[Recorded data]

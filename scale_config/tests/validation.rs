use rstest::rstest;
use scale_config::{OverweightMode, load_file, load_toml};
use std::fs;
use tempfile::tempdir;

#[test]
fn empty_document_yields_documented_defaults() {
    let cfg = load_toml("").expect("parse empty TOML");
    cfg.validate().expect("defaults are valid");
    assert_eq!(cfg.sensor.zero_samples, 100);
    assert_eq!(cfg.sensor.resolution, 16_384);
    assert!((cfg.sensor.vref_volts - 2.048).abs() < f32::EPSILON);
    assert_eq!(cfg.scale.overweight_mode, OverweightMode::Realtime);
    assert_eq!(cfg.scale.inactivity_timeout_ms, 60_000);
    assert_eq!(cfg.scale.refresh_ms, 100);
    assert_eq!(cfg.timer.period_us, 62_500);
    assert_eq!(cfg.tones.ignored_ms, 20);
    assert_eq!(
        (cfg.keys.tare, cfg.keys.calib, cfg.keys.measure, cfg.keys.power),
        (0, 1, 2, 3)
    );
}

#[test]
fn parses_keycheck_mode_and_partial_sections() {
    let toml = r#"
[scale]
overweight_limit_g = 500.0
overweight_mode = "keycheck"

[tones]
confirm_ms = 60
"#;
    let cfg = load_toml(toml).expect("parse TOML");
    cfg.validate().expect("valid");
    assert_eq!(cfg.scale.overweight_mode, OverweightMode::Keycheck);
    assert_eq!(cfg.scale.overweight_limit_g, 500.0);
    // untouched keys in a present section still default
    assert_eq!(cfg.scale.activity_threshold_g, 5.0);
    assert_eq!(cfg.tones.confirm_ms, 60);
    assert_eq!(cfg.tones.stop_ms, 30);
}

#[test]
fn rejects_unknown_overweight_mode() {
    let toml = r#"
[scale]
overweight_mode = "sometimes"
"#;
    assert!(load_toml(toml).is_err());
}

#[rstest]
#[case("[sensor]\nzero_samples = 0", "sensor.zero_samples must be >= 1")]
#[case("[sensor]\nvref_volts = 0.0", "sensor.vref_volts must be > 0")]
#[case("[sensor]\nresolution = 0", "sensor.resolution must be >= 1")]
#[case("[scale]\noverweight_limit_g = -1.0", "scale.overweight_limit_g must be > 0")]
#[case("[scale]\noverweight_check_ms = 0", "scale.overweight_check_ms must be >= 1")]
#[case("[scale]\nrefresh_ms = 0", "scale.refresh_ms must be >= 1")]
#[case("[scale]\nactivity_threshold_g = -0.5", "scale.activity_threshold_g must be >= 0")]
#[case("[scale]\ninactivity_timeout_ms = 0", "scale.inactivity_timeout_ms must be >= 1")]
#[case("[timer]\nperiod_us = 0", "timer.period_us must be >= 1")]
#[case("[tones]\nstart_ms = 9000", "tones.start_ms is unreasonably long")]
#[case("[keys]\ntare = 2", "keys: channel 2 is assigned to more than one key")]
#[case("[logging]\nrotation = \"weekly\"", "logging.rotation must be one of")]
fn rejects_out_of_range_values(#[case] toml: &str, #[case] expected: &str) {
    let cfg = load_toml(toml).expect("parse TOML");
    let err = cfg.validate().expect_err("should be rejected");
    assert!(
        format!("{err}").contains(expected),
        "unexpected message: {err}"
    );
}

#[test]
fn load_file_parses_and_validates() {
    let dir = tempdir().unwrap();
    let good = dir.path().join("good.toml");
    fs::write(&good, "[scale]\noverweight_limit_g = 750.0\n").unwrap();
    let cfg = load_file(&good).expect("load good config");
    assert_eq!(cfg.scale.overweight_limit_g, 750.0);

    let bad = dir.path().join("bad.toml");
    fs::write(&bad, "[timer]\nperiod_us = 0\n").unwrap();
    let err = load_file(&bad).expect_err("invalid config");
    assert!(format!("{err}").contains("timer.period_us"));

    let missing = dir.path().join("missing.toml");
    let err = load_file(&missing).expect_err("missing file");
    assert!(format!("{err}").contains("read config"));
}
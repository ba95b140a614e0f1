//! Acquisition and filter pipeline: raw conversions → moving average →
//! calibrated grams.
//!
//! The pipeline is not reentrant and must only be driven from the main
//! loop. `read_raw_sample` busy-waits on the converter, so no method here
//! may be called from an interrupt handler.

use scale_traits::SampleSource;
use tracing::{debug, info, trace, warn};

use crate::calibration::CalibrationRecord;
use crate::config::SensorCfg;
use crate::error::ScaleError;
use crate::window::{DEFAULT_WINDOW, SampleWindow};

pub struct WeightSensor<S: SampleSource, const N: usize = DEFAULT_WINDOW> {
    source: S,
    window: SampleWindow<N>,
    calibration: CalibrationRecord,
    cfg: SensorCfg,
}

impl<S: SampleSource, const N: usize> core::fmt::Debug for WeightSensor<S, N> {
    fn fmt(&self, f: &mut core::fmt::Formatter<'_>) -> core::fmt::Result {
        f.debug_struct("WeightSensor")
            .field("window", &N)
            .field("samples", &self.window.len())
            .field("calibration", &self.calibration)
            .finish()
    }
}

impl<S: SampleSource, const N: usize> WeightSensor<S, N> {
    /// Wrap a converter with an empty window and factory calibration.
    pub fn new(source: S, cfg: SensorCfg) -> Self {
        Self::with_calibration(source, cfg, CalibrationRecord::default())
    }

    pub fn with_calibration(source: S, cfg: SensorCfg, calibration: CalibrationRecord) -> Self {
        Self {
            source,
            window: SampleWindow::new(),
            calibration,
            cfg,
        }
    }

    pub fn calibration(&self) -> &CalibrationRecord {
        &self.calibration
    }

    pub fn cfg(&self) -> &SensorCfg {
        &self.cfg
    }

    pub fn window(&self) -> &SampleWindow<N> {
        &self.window
    }

    pub fn source_mut(&mut self) -> &mut S {
        &mut self.source
    }

    /// Clear the moving-average window.
    pub fn reset_window(&mut self) {
        self.window.reset();
    }

    pub fn start_conversion(&mut self) {
        self.source.start_conversion();
    }

    pub fn is_data_ready(&mut self) -> bool {
        self.source.is_ready()
    }

    /// One conversion: start, spin until ready, fetch.
    pub fn read_raw_sample(&mut self) -> u16 {
        self.source.start_conversion();
        while !self.source.is_ready() {
            std::hint::spin_loop();
        }
        let raw = self.source.read_result();
        trace!(raw, "adc raw read");
        raw
    }

    /// Read one sample, fold it into the window, return the window mean.
    pub fn filtered_count(&mut self) -> u32 {
        let raw = self.read_raw_sample();
        self.window.push(raw)
    }

    /// Filtered count; same as `filtered_count`.
    pub fn weight_count(&mut self) -> u32 {
        self.filtered_count()
    }

    /// Filtered count expressed in volts at the converter input.
    pub fn voltage(&mut self) -> f32 {
        let count = self.filtered_count();
        count as f32 * self.cfg.vref_volts / self.cfg.resolution.max(1) as f32
    }

    /// Net weight in grams; never negative.
    pub fn weight_grams(&mut self) -> f32 {
        let count = self.filtered_count();
        self.calibration.net_grams(count)
    }

    /// Use the current filtered count as the new zero reference.
    pub fn tare(&mut self) {
        let count = self.filtered_count();
        self.calibration.tare_value = count;
        debug!(tare = count, "tare captured");
    }

    /// Average `zero_samples` raw conversions into the zero point (and tare).
    ///
    /// Costs `zero_samples` blocking conversions.
    pub fn calibrate_zero(&mut self) {
        let samples = self.cfg.zero_samples.max(1);
        let mut sum: u64 = 0;
        for _ in 0..samples {
            sum += u64::from(self.read_raw_sample());
        }
        let zero = (sum / u64::from(samples)) as u32;
        self.calibration.zero_point = zero;
        self.calibration.tare_value = zero;
        info!(zero_point = zero, samples, "zero calibration complete");
    }

    /// Derive grams-per-count from `known_grams` currently on the platform.
    ///
    /// A zero reference weight is rejected before any sample is taken; a
    /// reading at or below the zero point is rejected after it. Either way
    /// the calibration record is left as it was.
    pub fn calibrate_full_scale(&mut self, known_grams: u32) -> Result<(), ScaleError> {
        if known_grams == 0 {
            warn!("full-scale calibration ignored: zero reference weight");
            return Err(ScaleError::ZeroReferenceWeight);
        }
        let count = self.filtered_count();
        match self.calibration.apply_full_scale(count, known_grams) {
            Ok(()) => {
                info!(
                    known_grams,
                    full_scale_count = count,
                    scale_factor = self.calibration.scale_factor,
                    "full-scale calibration complete"
                );
                Ok(())
            }
            Err(e) => {
                warn!(error = %e, "full-scale calibration rejected");
                Err(e)
            }
        }
    }
}

#[cfg(test)]
mod tests {
    use super::*;
    use crate::mocks::ScriptedAdc;

    fn sensor<const N: usize>(adc: ScriptedAdc) -> WeightSensor<ScriptedAdc, N> {
        WeightSensor::new(adc, SensorCfg::default())
    }

    #[test]
    fn read_raw_sample_waits_for_ready() {
        let adc = ScriptedAdc::new(1234).busy_polls(4);
        let stats = adc.stats();
        let mut s = sensor::<4>(adc);
        assert_eq!(s.read_raw_sample(), 1234);
        assert_eq!(stats.conversions(), 1);
        assert_eq!(stats.busy_polls(), 4);
    }

    #[test]
    fn voltage_scales_by_reference() {
        let mut s = sensor::<1>(ScriptedAdc::new(8192));
        assert!((s.voltage() - 1.024).abs() < 1e-6);
    }

    #[test]
    fn zero_calibration_averages_raw_samples() {
        let adc = ScriptedAdc::with_script([100, 102, 104, 106], 0);
        let cfg = SensorCfg {
            zero_samples: 4,
            ..SensorCfg::default()
        };
        let mut s: WeightSensor<_, 8> = WeightSensor::new(adc, cfg);
        s.calibrate_zero();
        assert_eq!(s.calibration().zero_point, 103);
        assert_eq!(s.calibration().tare_value, 103);
        // raw reads bypass the window
        assert!(s.window().is_empty());
    }

    #[test]
    fn zero_reference_takes_no_sample() {
        let adc = ScriptedAdc::new(5000);
        let stats = adc.stats();
        let mut s = sensor::<1>(adc);
        assert_eq!(s.calibrate_full_scale(0), Err(ScaleError::ZeroReferenceWeight));
        assert_eq!(stats.conversions(), 0);
    }
}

_ABOUT THIS TASK_
Your answer should consist of every line from the entries that holds "SampleSource".

_RESPONSE FOR THIS EXERCISE_
use scale_traits::SampleSource;
pub struct WeightSensor<S: SampleSource, const N: usize = DEFAULT_WINDOW> {
impl<S: SampleSource, const N: usize> core::fmt::Debug for WeightSensor<S, N> {
impl<S: SampleSource, const N: usize> WeightSensor<S, N> {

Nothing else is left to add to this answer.